Unravelling the Cause of Parkinson's Disease in Molecular Detail

A-Synuclein is a 140 amino acid, 14 kDa, intrinsically
disordered protein. Neuronal aggregates of a-Synuclein are
the hallmarks of Parkinson's Disease. The protein contains
a series of imperfect KTKEGV motifs carrying a net positive
charge spread across the first 25 N-terminal residues and
central NAC region, covering residues 25-100 whilst the Cterminal is negatively charged. NMR chemical shift
assignments of the monomer in solution have been
published. A-Synuclein associates with lipid membrane
surfaces in a sequential manner, with an N-terminal anchor
strongly bound and the NAC membrane sensing region less
strongly bound. On binding, both these regions adopt an
amphipathic helical conformation. Exposure of the
membrane bound NAC region has been implicated in
aberrant misfolding, oligomerisation, aggregation,
membrane insertion and pore formation. A-Synuclein
oligomers are highly toxic to cells and act as seeding
species in intercellular spread. Solid state and Cryo-EM
studies have revealed the structure of the end stage fibrils
but mechanistic studies of the membrane bound monomer
to oligomer transition have proven challenging although the
NMR solution structure of a-Synuclein bound to an SLS
micelle has been published.
In this proposal we will exploit the small size of detergent
micelles to facilitate acquisition of high resolution solution
state NMR data. In previous studies a-Synuclein has been
uniformly labelled with NMR active nuclei. Here we will
employ a selective labelling approach using Cysteine point
mutations to install NMR active labels at strategic points
distributed along the linear sequence of the protein. This
will allow us to visualise in molecular detail the assembly
of a-Synuclein molecules in a way not possible with
uniformly labelled material due to severe spectroscopic
overlap when multiple copies of protein are present.

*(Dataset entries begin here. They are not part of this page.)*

//! DTOs for the todo API.
//!
//! # Design
//! Defined independently from the server crate. Enumerated fields stay
//! strings here: the server owns validation and answers with a 400 message,
//! which the client surfaces as `ApiError::Rejected`. Integration tests catch
//! schema drift between the two crates.

use serde::{Deserialize, Serialize};

/// A todo as returned by the API.
#[derive(Debug, Clone, Serialize, Deserialize, PartialEq, Eq)]
#[serde(rename_all = "camelCase")]
pub struct Todo {
    pub id: i64,
    pub todo: String,
    pub priority: String,
    pub status: String,
    pub category: String,
    /// `yyyy-MM-dd`.
    pub due_date: String,
}

/// Payload for creating a todo. The caller picks the id.
#[derive(Debug, Clone, Serialize, Deserialize)]
#[serde(rename_all = "camelCase")]
pub struct CreateTodo {
    pub id: i64,
    pub todo: String,
    pub priority: String,
    pub status: String,
    pub category: String,
    pub due_date: String,
}

/// Payload for updating a todo. Only the fields present in the JSON are
/// applied; omitted fields keep their stored value.
#[derive(Debug, Clone, Default, Serialize, Deserialize)]
#[serde(rename_all = "camelCase")]
pub struct UpdateTodo {
    #[serde(skip_serializing_if = "Option::is_none")]
    pub status: Option<String>,
    #[serde(skip_serializing_if = "Option::is_none")]
    pub priority: Option<String>,
    #[serde(skip_serializing_if = "Option::is_none")]
    pub todo: Option<String>,
    #[serde(skip_serializing_if = "Option::is_none")]
    pub category: Option<String>,
    #[serde(skip_serializing_if = "Option::is_none")]
    pub due_date: Option<String>,
}

/// Query parameters for listing todos. Unset filters are left out of the
/// query string.
#[derive(Debug, Clone, Default, Serialize, Deserialize)]
pub struct TodoFilter {
    #[serde(skip_serializing_if = "Option::is_none")]
    pub search_q: Option<String>,
    #[serde(skip_serializing_if = "Option::is_none")]
    pub status: Option<String>,
    #[serde(skip_serializing_if = "Option::is_none")]
    pub priority: Option<String>,
    #[serde(skip_serializing_if = "Option::is_none")]
    pub category: Option<String>,
}
//! HTTP transport types for the host-does-IO pattern.
//!
//! # Design
//! Requests and responses are plain data. The client builds `HttpRequest`
//! values and parses `HttpResponse` values; whoever holds the socket performs
//! the round-trip in between.

/// HTTP method for a request.
#[derive(Debug, Clone, Copy, PartialEq, Eq)]
pub enum HttpMethod {
    Get,
    Post,
    Put,
    Delete,
}

impl HttpMethod {
    pub fn as_str(self) -> &'static str {
        match self {
            HttpMethod::Get => "GET",
            HttpMethod::Post => "POST",
            HttpMethod::Put => "PUT",
            HttpMethod::Delete => "DELETE",
        }
    }
}

/// An HTTP request described as plain data. `path` is the full URL,
/// including any query string.
#[derive(Debug, Clone, PartialEq, Eq)]
pub struct HttpRequest {
    pub method: HttpMethod,
    pub path: String,
    pub headers: Vec<(String, String)>,
    pub body: Option<String>,
}

impl HttpRequest {
    /// A request without a body.
    pub fn bare(method: HttpMethod, path: String) -> Self {
        Self {
            method,
            path,
            headers: Vec::new(),
            body: None,
        }
    }

    /// A request carrying a JSON body.
    pub fn json(method: HttpMethod, path: String, body: String) -> Self {
        Self {
            method,
            path,
            headers: vec![("content-type".to_string(), "application/json".to_string())],
            body: Some(body),
        }
    }
}

/// An HTTP response described as plain data, filled in by the caller after
/// executing an `HttpRequest`.
#[derive(Debug, Clone)]
pub struct HttpResponse {
    pub status: u16,
    pub headers: Vec<(String, String)>,
    pub body: String,
}

impl HttpResponse {
    pub fn new(status: u16, body: impl Into<String>) -> Self {
        Self {
            status,
            headers: Vec::new(),
            body: body.into(),
        }
    }
}
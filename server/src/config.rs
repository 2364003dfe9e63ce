//! Process configuration read from the environment.
//!
//! - `HOST`: bind address (default `127.0.0.1`)
//! - `PORT`: bind port (default `3000`)
//! - `DATABASE_PATH`: SQLite file (default `todoApplication.db`)
//!
//! `main` loads a `.env` file first when one is present.

use std::net::{IpAddr, Ipv4Addr, SocketAddr};
use std::path::PathBuf;

use thiserror::Error;

const DEFAULT_PORT: u16 = 3000;
const DEFAULT_DATABASE_PATH: &str = "todoApplication.db";

#[derive(Debug, Error, PartialEq, Eq)]
pub enum ConfigError {
    #[error("PORT must be a number between 0 and 65535, got `{0}`")]
    InvalidPort(String),

    #[error("HOST must be an IP address, got `{0}`")]
    InvalidHost(String),
}

#[derive(Debug, Clone, PartialEq, Eq)]
pub struct Config {
    pub host: IpAddr,
    pub port: u16,
    pub database_path: PathBuf,
}

impl Default for Config {
    fn default() -> Self {
        Self {
            host: IpAddr::V4(Ipv4Addr::LOCALHOST),
            port: DEFAULT_PORT,
            database_path: PathBuf::from(DEFAULT_DATABASE_PATH),
        }
    }
}

impl Config {
    pub fn from_env() -> Result<Self, ConfigError> {
        Self::from_lookup(|key| std::env::var(key).ok())
    }

    /// Build a config from any key lookup. Unset or blank keys take defaults.
    pub fn from_lookup(lookup: impl Fn(&str) -> Option<String>) -> Result<Self, ConfigError> {
        let get = |key: &str| lookup(key).filter(|v| !v.trim().is_empty());
        let mut config = Config::default();

        if let Some(host) = get("HOST") {
            config.host = host
                .trim()
                .parse()
                .map_err(|_| ConfigError::InvalidHost(host.clone()))?;
        }
        if let Some(port) = get("PORT") {
            config.port = port
                .trim()
                .parse()
                .map_err(|_| ConfigError::InvalidPort(port.clone()))?;
        }
        if let Some(path) = get("DATABASE_PATH") {
            config.database_path = PathBuf::from(path);
        }
        Ok(config)
    }

    pub fn addr(&self) -> SocketAddr {
        SocketAddr::new(self.host, self.port)
    }
}
//! Error types for the todo API client.
//!
//! # Design
//! The server answers validation failures with 400 and a plain-text message
//! such as "Invalid Todo Status"; `Rejected` carries that message so callers
//! can show it as is. 404 gets its own variant. Every other unexpected status
//! lands in `HttpError` with the raw status and body.

use thiserror::Error;

/// Errors returned by `TodoClient` build and parse methods.
#[derive(Debug, Error)]
pub enum ApiError {
    /// The server returned 404: the requested todo does not exist.
    #[error("resource not found")]
    NotFound,

    /// The server returned 400 with the given message.
    #[error("rejected: {0}")]
    Rejected(String),

    /// The server returned some other non-200 status.
    #[error("HTTP {status}: {body}")]
    HttpError { status: u16, body: String },

    /// The response body could not be deserialized into the expected type.
    #[error("deserialization failed: {0}")]
    DeserializationError(String),

    /// The request payload or query could not be serialized.
    #[error("serialization failed: {0}")]
    SerializationError(String),
}
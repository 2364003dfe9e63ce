//! HTTP service exposing CRUD and filtered listing over a single `todo` table.
//!
//! # Overview
//! A request flows through validation ([`validate`]), filter resolution
//! ([`filter`]), storage ([`store`]) and the record mapping in [`model`]
//! before it is serialized back to the caller.
//!
//! # Design
//! - One SQLite connection, opened at startup and shared through
//!   [`TodoStore`], is the router state.
//! - Every value reaching SQL is a bound parameter.
//! - Errors are plain-text bodies whose wording is part of the API.

pub mod config;
pub mod error;
pub mod filter;
pub mod model;
pub mod routes;
pub mod store;
pub mod validate;

use std::future::Future;

use axum::{routing::get, Router};
use tokio::net::TcpListener;
use tower_http::trace::TraceLayer;

pub use config::Config;
pub use error::{ServiceError, StoreError};
pub use model::{Category, Priority, Status, Todo};
pub use store::TodoStore;

use routes::{agenda, create_todo, delete_todo, get_todo, list_todos, update_todo};

/// Build the router. Paths answer with and without a trailing slash.
pub fn app(store: TodoStore) -> Router {
    Router::new()
        .route("/todos", get(list_todos).post(create_todo))
        .route("/todos/", get(list_todos).post(create_todo))
        .route("/todos/{id}", get(get_todo).put(update_todo).delete(delete_todo))
        .route("/todos/{id}/", get(get_todo).put(update_todo).delete(delete_todo))
        .route("/agenda", get(agenda))
        .route("/agenda/", get(agenda))
        .layer(TraceLayer::new_for_http())
        .with_state(store)
}

/// Serve until `shutdown` resolves.
pub async fn run(
    listener: TcpListener,
    store: TodoStore,
    shutdown: impl Future<Output = ()> + Send + 'static,
) -> Result<(), std::io::Error> {
    axum::serve(listener, app(store))
        .with_graceful_shutdown(shutdown)
        .await
}
//! Todo record, its enumerated fields, and the mapping between storage names
//! and API names.
//!
//! # Design
//! The table uses snake_case column names (`due_date`) while the JSON surface
//! uses camelCase (`dueDate`). `TodoRow` is the storage-shaped record read
//! from and written to SQLite; `Todo` is the external shape. `Field` names
//! every column once so the filter and the executor never spell column names
//! by hand.
//!
//! Request payloads (`CreateTodo`, `UpdateTodo`) keep enum-typed fields as
//! plain strings: the validator has to report which field was wrong, in a
//! fixed order, rather than letting deserialization fail on the first one.

use std::fmt;
use std::str::FromStr;

use chrono::NaiveDate;
use rusqlite::types::{FromSql, FromSqlError, FromSqlResult, ToSql, ToSqlOutput, ValueRef};
use rusqlite::Row;
use serde::{Deserialize, Serialize};
use thiserror::Error;

/// A string did not match any value of an enumerated field.
#[derive(Debug, Clone, PartialEq, Eq, Error)]
#[error("`{value}` is not a valid {field}")]
pub struct ParseEnumError {
    pub field: &'static str,
    pub value: String,
}

/// Declares a closed enumeration whose wire spelling is shared by serde,
/// `FromStr`/`Display`, and SQLite.
macro_rules! wire_enum {
    ($(#[$meta:meta])* $name:ident, $field:literal { $($variant:ident => $text:literal),+ $(,)? }) => {
        $(#[$meta])*
        #[derive(Debug, Clone, Copy, PartialEq, Eq, Hash, Serialize, Deserialize)]
        pub enum $name {
            $(
                #[serde(rename = $text)]
                $variant,
            )+
        }

        impl $name {
            pub const ALL: &'static [$name] = &[$($name::$variant),+];

            pub fn as_str(self) -> &'static str {
                match self {
                    $($name::$variant => $text,)+
                }
            }
        }

        impl fmt::Display for $name {
            fn fmt(&self, f: &mut fmt::Formatter<'_>) -> fmt::Result {
                f.write_str(self.as_str())
            }
        }

        impl FromStr for $name {
            type Err = ParseEnumError;

            fn from_str(s: &str) -> Result<Self, Self::Err> {
                match s {
                    $($text => Ok($name::$variant),)+
                    other => Err(ParseEnumError {
                        field: $field,
                        value: other.to_string(),
                    }),
                }
            }
        }

        impl ToSql for $name {
            fn to_sql(&self) -> rusqlite::Result<ToSqlOutput<'_>> {
                Ok(ToSqlOutput::from(self.as_str()))
            }
        }

        impl FromSql for $name {
            fn column_result(value: ValueRef<'_>) -> FromSqlResult<Self> {
                value
                    .as_str()?
                    .parse()
                    .map_err(|e: ParseEnumError| FromSqlError::Other(Box::new(e)))
            }
        }
    };
}

wire_enum!(
    /// How urgent a todo is.
    Priority, "priority" {
        High => "HIGH",
        Medium => "MEDIUM",
        Low => "LOW",
    }
);

wire_enum!(
    /// Progress of a todo.
    Status, "status" {
        ToDo => "TO DO",
        InProgress => "IN PROGRESS",
        Done => "DONE",
    }
);

wire_enum!(
    /// Area of life a todo belongs to.
    Category, "category" {
        Work => "WORK",
        Home => "HOME",
        Learning => "LEARNING",
    }
);

/// One column of the `todo` table.
#[derive(Debug, Clone, Copy, PartialEq, Eq, Hash)]
pub enum Field {
    Id,
    Todo,
    Priority,
    Status,
    Category,
    DueDate,
}

impl Field {
    pub const ALL: [Field; 6] = [
        Field::Id,
        Field::Todo,
        Field::Priority,
        Field::Status,
        Field::Category,
        Field::DueDate,
    ];

    /// Column name in the `todo` table.
    pub fn column(self) -> &'static str {
        match self {
            Field::Id => "id",
            Field::Todo => "todo",
            Field::Priority => "priority",
            Field::Status => "status",
            Field::Category => "category",
            Field::DueDate => "due_date",
        }
    }

    /// Key used in JSON bodies.
    pub fn api_name(self) -> &'static str {
        match self {
            Field::DueDate => "dueDate",
            other => other.column(),
        }
    }

    /// Human-readable name used in update confirmations.
    pub fn label(self) -> &'static str {
        match self {
            Field::Id => "Id",
            Field::Todo => "Todo",
            Field::Priority => "Priority",
            Field::Status => "Status",
            Field::Category => "Category",
            Field::DueDate => "Due Date",
        }
    }

    pub fn from_column(name: &str) -> Option<Field> {
        Field::ALL.into_iter().find(|f| f.column() == name)
    }

    pub fn from_api_name(name: &str) -> Option<Field> {
        Field::ALL.into_iter().find(|f| f.api_name() == name)
    }
}

/// The columns restricted to a closed set of values. These are also the
/// list filters.
#[derive(Debug, Clone, Copy, PartialEq, Eq, Hash)]
pub enum EnumField {
    Status,
    Priority,
    Category,
}

impl EnumField {
    /// Order in which supplied list filters are validated.
    pub const ALL: [EnumField; 3] = [EnumField::Status, EnumField::Priority, EnumField::Category];

    pub fn field(self) -> Field {
        match self {
            EnumField::Status => Field::Status,
            EnumField::Priority => Field::Priority,
            EnumField::Category => Field::Category,
        }
    }
}

/// Column list shared by every `SELECT`, in `TodoRow` field order.
pub const SELECT_COLUMNS: &str = "id, todo, priority, status, category, due_date";

/// A todo as returned by the API.
#[derive(Debug, Clone, PartialEq, Eq, Serialize, Deserialize)]
#[serde(rename_all = "camelCase")]
pub struct Todo {
    pub id: i64,
    pub todo: String,
    pub priority: Priority,
    pub status: Status,
    pub category: Category,
    pub due_date: NaiveDate,
}

/// A todo as stored in the `todo` table.
#[derive(Debug, Clone, PartialEq, Eq)]
pub struct TodoRow {
    pub id: i64,
    pub todo: String,
    pub priority: Priority,
    pub status: Status,
    pub category: Category,
    pub due_date: NaiveDate,
}

impl TodoRow {
    /// Read a row selected with [`SELECT_COLUMNS`].
    pub fn from_row(row: &Row<'_>) -> rusqlite::Result<Self> {
        Ok(Self {
            id: row.get(Field::Id.column())?,
            todo: row.get(Field::Todo.column())?,
            priority: row.get(Field::Priority.column())?,
            status: row.get(Field::Status.column())?,
            category: row.get(Field::Category.column())?,
            due_date: row.get(Field::DueDate.column())?,
        })
    }
}

impl From<TodoRow> for Todo {
    fn from(row: TodoRow) -> Self {
        Self {
            id: row.id,
            todo: row.todo,
            priority: row.priority,
            status: row.status,
            category: row.category,
            due_date: row.due_date,
        }
    }
}

impl From<Todo> for TodoRow {
    fn from(todo: Todo) -> Self {
        Self {
            id: todo.id,
            todo: todo.todo,
            priority: todo.priority,
            status: todo.status,
            category: todo.category,
            due_date: todo.due_date,
        }
    }
}

/// Request payload for `POST /todos/`. Every field is required.
#[derive(Debug, Clone, Deserialize)]
#[serde(rename_all = "camelCase")]
pub struct CreateTodo {
    pub id: i64,
    pub todo: String,
    pub priority: String,
    pub status: String,
    pub category: String,
    pub due_date: String,
}

/// Request payload for `PUT /todos/{id}/`. Only supplied fields change.
#[derive(Debug, Clone, Default, Deserialize)]
#[serde(rename_all = "camelCase")]
pub struct UpdateTodo {
    pub status: Option<String>,
    pub priority: Option<String>,
    pub todo: Option<String>,
    pub category: Option<String>,
    pub due_date: Option<String>,
}

#[cfg(test)]
mod tests {
    use super::*;

    fn sample() -> Todo {
        Todo {
            id: 1,
            todo: "Learn Rust".to_string(),
            priority: Priority::High,
            status: Status::InProgress,
            category: Category::Learning,
            due_date: NaiveDate::from_ymd_opt(2024, 2, 15).unwrap(),
        }
    }

    #[test]
    fn todo_serializes_with_camel_case_keys() {
        let json = serde_json::to_value(sample()).unwrap();
        assert_eq!(json["id"], 1);
        assert_eq!(json["todo"], "Learn Rust");
        assert_eq!(json["priority"], "HIGH");
        assert_eq!(json["status"], "IN PROGRESS");
        assert_eq!(json["category"], "LEARNING");
        assert_eq!(json["dueDate"], "2024-02-15");
        assert!(json.get("due_date").is_none());
    }

    #[test]
    fn row_and_record_convert_both_ways() {
        let todo = sample();
        let row = TodoRow::from(todo.clone());
        assert_eq!(row.due_date, todo.due_date);
        assert_eq!(Todo::from(row), todo);
    }

    #[test]
    fn field_names_map_between_storage_and_api() {
        assert_eq!(Field::DueDate.column(), "due_date");
        assert_eq!(Field::DueDate.api_name(), "dueDate");
        assert_eq!(Field::from_column("due_date"), Some(Field::DueDate));
        assert_eq!(Field::from_api_name("dueDate"), Some(Field::DueDate));
        assert_eq!(Field::from_api_name("due_date"), None);
        for field in Field::ALL {
            assert_eq!(Field::from_column(field.column()), Some(field));
            assert_eq!(Field::from_api_name(field.api_name()), Some(field));
        }
    }

    #[test]
    fn enum_fields_name_their_columns() {
        let columns: Vec<_> = EnumField::ALL.iter().map(|f| f.field().column()).collect();
        assert_eq!(columns, ["status", "priority", "category"]);
    }

    #[test]
    fn enum_parsing_is_exact_and_case_sensitive() {
        assert_eq!("TO DO".parse::<Status>(), Ok(Status::ToDo));
        assert!("to do".parse::<Status>().is_err());
        assert!("TODO".parse::<Status>().is_err());
        assert!(" HIGH".parse::<Priority>().is_err());
        let err = "GARDEN".parse::<Category>().unwrap_err();
        assert_eq!(err.field, "category");
        assert_eq!(err.value, "GARDEN");
    }

    #[test]
    fn enum_display_matches_wire_spelling() {
        for status in Status::ALL {
            assert_eq!(status.to_string().parse::<Status>(), Ok(*status));
        }
        assert_eq!(Status::InProgress.to_string(), "IN PROGRESS");
    }

    #[test]
    fn update_payload_fields_are_optional() {
        let input: UpdateTodo = serde_json::from_str(r#"{"dueDate":"2024-01-01"}"#).unwrap();
        assert_eq!(input.due_date.as_deref(), Some("2024-01-01"));
        assert!(input.status.is_none());
        assert!(input.todo.is_none());
    }

    #[test]
    fn create_payload_requires_every_field() {
        let result: Result<CreateTodo, _> =
            serde_json::from_str(r#"{"id":1,"todo":"x","priority":"HIGH"}"#);
        assert!(result.is_err());
    }
}
//! Resolution of list filters into a typed predicate.
//!
//! # Design
//! The list endpoint accepts `status`, `priority`, `category` and `search_q`.
//! Exactly one filter rule applies per request, chosen by walking [`RULES`]
//! top to bottom and taking the first rule whose fields are all present.
//! The order is fixed and is not "most specific wins": a request carrying
//! both `status` and `priority` matches the `status` rule.
//!
//! Before a rule is chosen, every supplied `status`, `priority` and
//! `category` value is validated, in that order; the first bad value rejects
//! the whole request with that field's error, whichever rule would have
//! applied. When [`apply_rule`] is handed a paired rule directly, a bad value
//! yields no rows instead. The free-text search is ANDed into every
//! predicate.
//!
//! The output is a list of conditions over [`Field`]s. Values are bound as
//! parameters by the executor and never spliced into SQL.

use serde::Deserialize;

use crate::error::ServiceError;
use crate::model::{EnumField, Field};
use crate::validate::check_enum;

/// Query string of `GET /todos/`.
#[derive(Debug, Clone, Default, Deserialize)]
pub struct ListQuery {
    #[serde(default)]
    pub search_q: String,
    pub status: Option<String>,
    pub priority: Option<String>,
    pub category: Option<String>,
}

impl ListQuery {
    fn value(&self, field: EnumField) -> Option<&str> {
        match field {
            EnumField::Status => self.status.as_deref(),
            EnumField::Priority => self.priority.as_deref(),
            EnumField::Category => self.category.as_deref(),
        }
    }
}

/// How a condition compares a column with its value.
#[derive(Debug, Clone, Copy, PartialEq, Eq)]
pub enum Op {
    Eq,
    /// Case-sensitive substring match at any position.
    Contains,
}

#[derive(Debug, Clone, PartialEq, Eq)]
pub struct Condition {
    pub field: Field,
    pub op: Op,
    pub value: String,
}

/// Conditions ANDed together, plus the name of the rule that produced them.
#[derive(Debug, Clone, PartialEq, Eq)]
pub struct Predicate {
    pub rule: &'static str,
    pub conditions: Vec<Condition>,
}

/// One entry of the precedence table.
#[derive(Debug)]
pub struct Rule {
    pub name: &'static str,
    /// Fields that must all be present for the rule to match.
    pub fields: &'static [EnumField],
}

impl Rule {
    fn matches(&self, query: &ListQuery) -> bool {
        self.fields.iter().all(|f| query.value(*f).is_some())
    }

    fn paired(&self) -> bool {
        self.fields.len() > 1
    }
}

/// Filter rules in precedence order. The last entry always matches.
pub const RULES: &[Rule] = &[
    Rule { name: "status", fields: &[EnumField::Status] },
    Rule { name: "priority", fields: &[EnumField::Priority] },
    Rule { name: "priority+status", fields: &[EnumField::Priority, EnumField::Status] },
    Rule { name: "category+status", fields: &[EnumField::Category, EnumField::Status] },
    Rule { name: "category", fields: &[EnumField::Category] },
    Rule { name: "category+priority", fields: &[EnumField::Category, EnumField::Priority] },
    Rule { name: "search", fields: &[] },
];

/// Why a filter produced no predicate.
#[derive(Debug)]
pub enum FilterRejection {
    /// A supplied filter value is outside its enumeration.
    Invalid(ServiceError),
    /// A paired rule saw a bad value; the request yields no rows.
    NoMatch,
}

#[derive(Debug)]
pub enum Resolution {
    Matched(Predicate),
    Rejected(FilterRejection),
}

/// The first rule in [`RULES`] that applies to `query`.
pub fn select_rule(query: &ListQuery) -> &'static Rule {
    RULES
        .iter()
        .find(|rule| rule.matches(query))
        .unwrap_or(&RULES[RULES.len() - 1])
}

/// Validate every supplied filter, then build the predicate of the first
/// matching rule.
pub fn resolve(query: &ListQuery) -> Resolution {
    for field in EnumField::ALL {
        if let Some(raw) = query.value(field) {
            if let Err(error) = check_enum(field, raw) {
                return Resolution::Rejected(FilterRejection::Invalid(error));
            }
        }
    }
    apply_rule(select_rule(query), query)
}

/// Validate the values `rule` filters on and build its predicate.
pub fn apply_rule(rule: &Rule, query: &ListQuery) -> Resolution {
    let mut conditions = Vec::with_capacity(rule.fields.len() + 1);
    conditions.push(Condition {
        field: Field::Todo,
        op: Op::Contains,
        value: query.search_q.clone(),
    });

    for field in rule.fields {
        let raw = query.value(*field).unwrap_or_default();
        match check_enum(*field, raw) {
            Ok(value) => conditions.push(Condition {
                field: field.field(),
                op: Op::Eq,
                value,
            }),
            Err(_) if rule.paired() => return Resolution::Rejected(FilterRejection::NoMatch),
            Err(error) => return Resolution::Rejected(FilterRejection::Invalid(error)),
        }
    }

    Resolution::Matched(Predicate {
        rule: rule.name,
        conditions,
    })
}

We
will confirm the integrity of the modified Synucleins with
standard biophysical analysis. We will generate a panel of
single and doubly labelled proteins suitable for inter and
intra-molecular nOe experiments revealing the mechanism
of the earliest events in dimer, trimer, tetramer and high
order oligomer formation and their morphology viz:
parallel, antiparallel, in or out of register.
Further we will develop customised NMR probes of different
vector length and orientation providing data on both short
and long range interactions in the lipid bound state.
Finally we will apply our approach to naturally occurring
familial mutant a-Synucleins known to have differentiated
membrane binding affinity which is correlated with disease
pathology in terms of onset of age and rate of progression.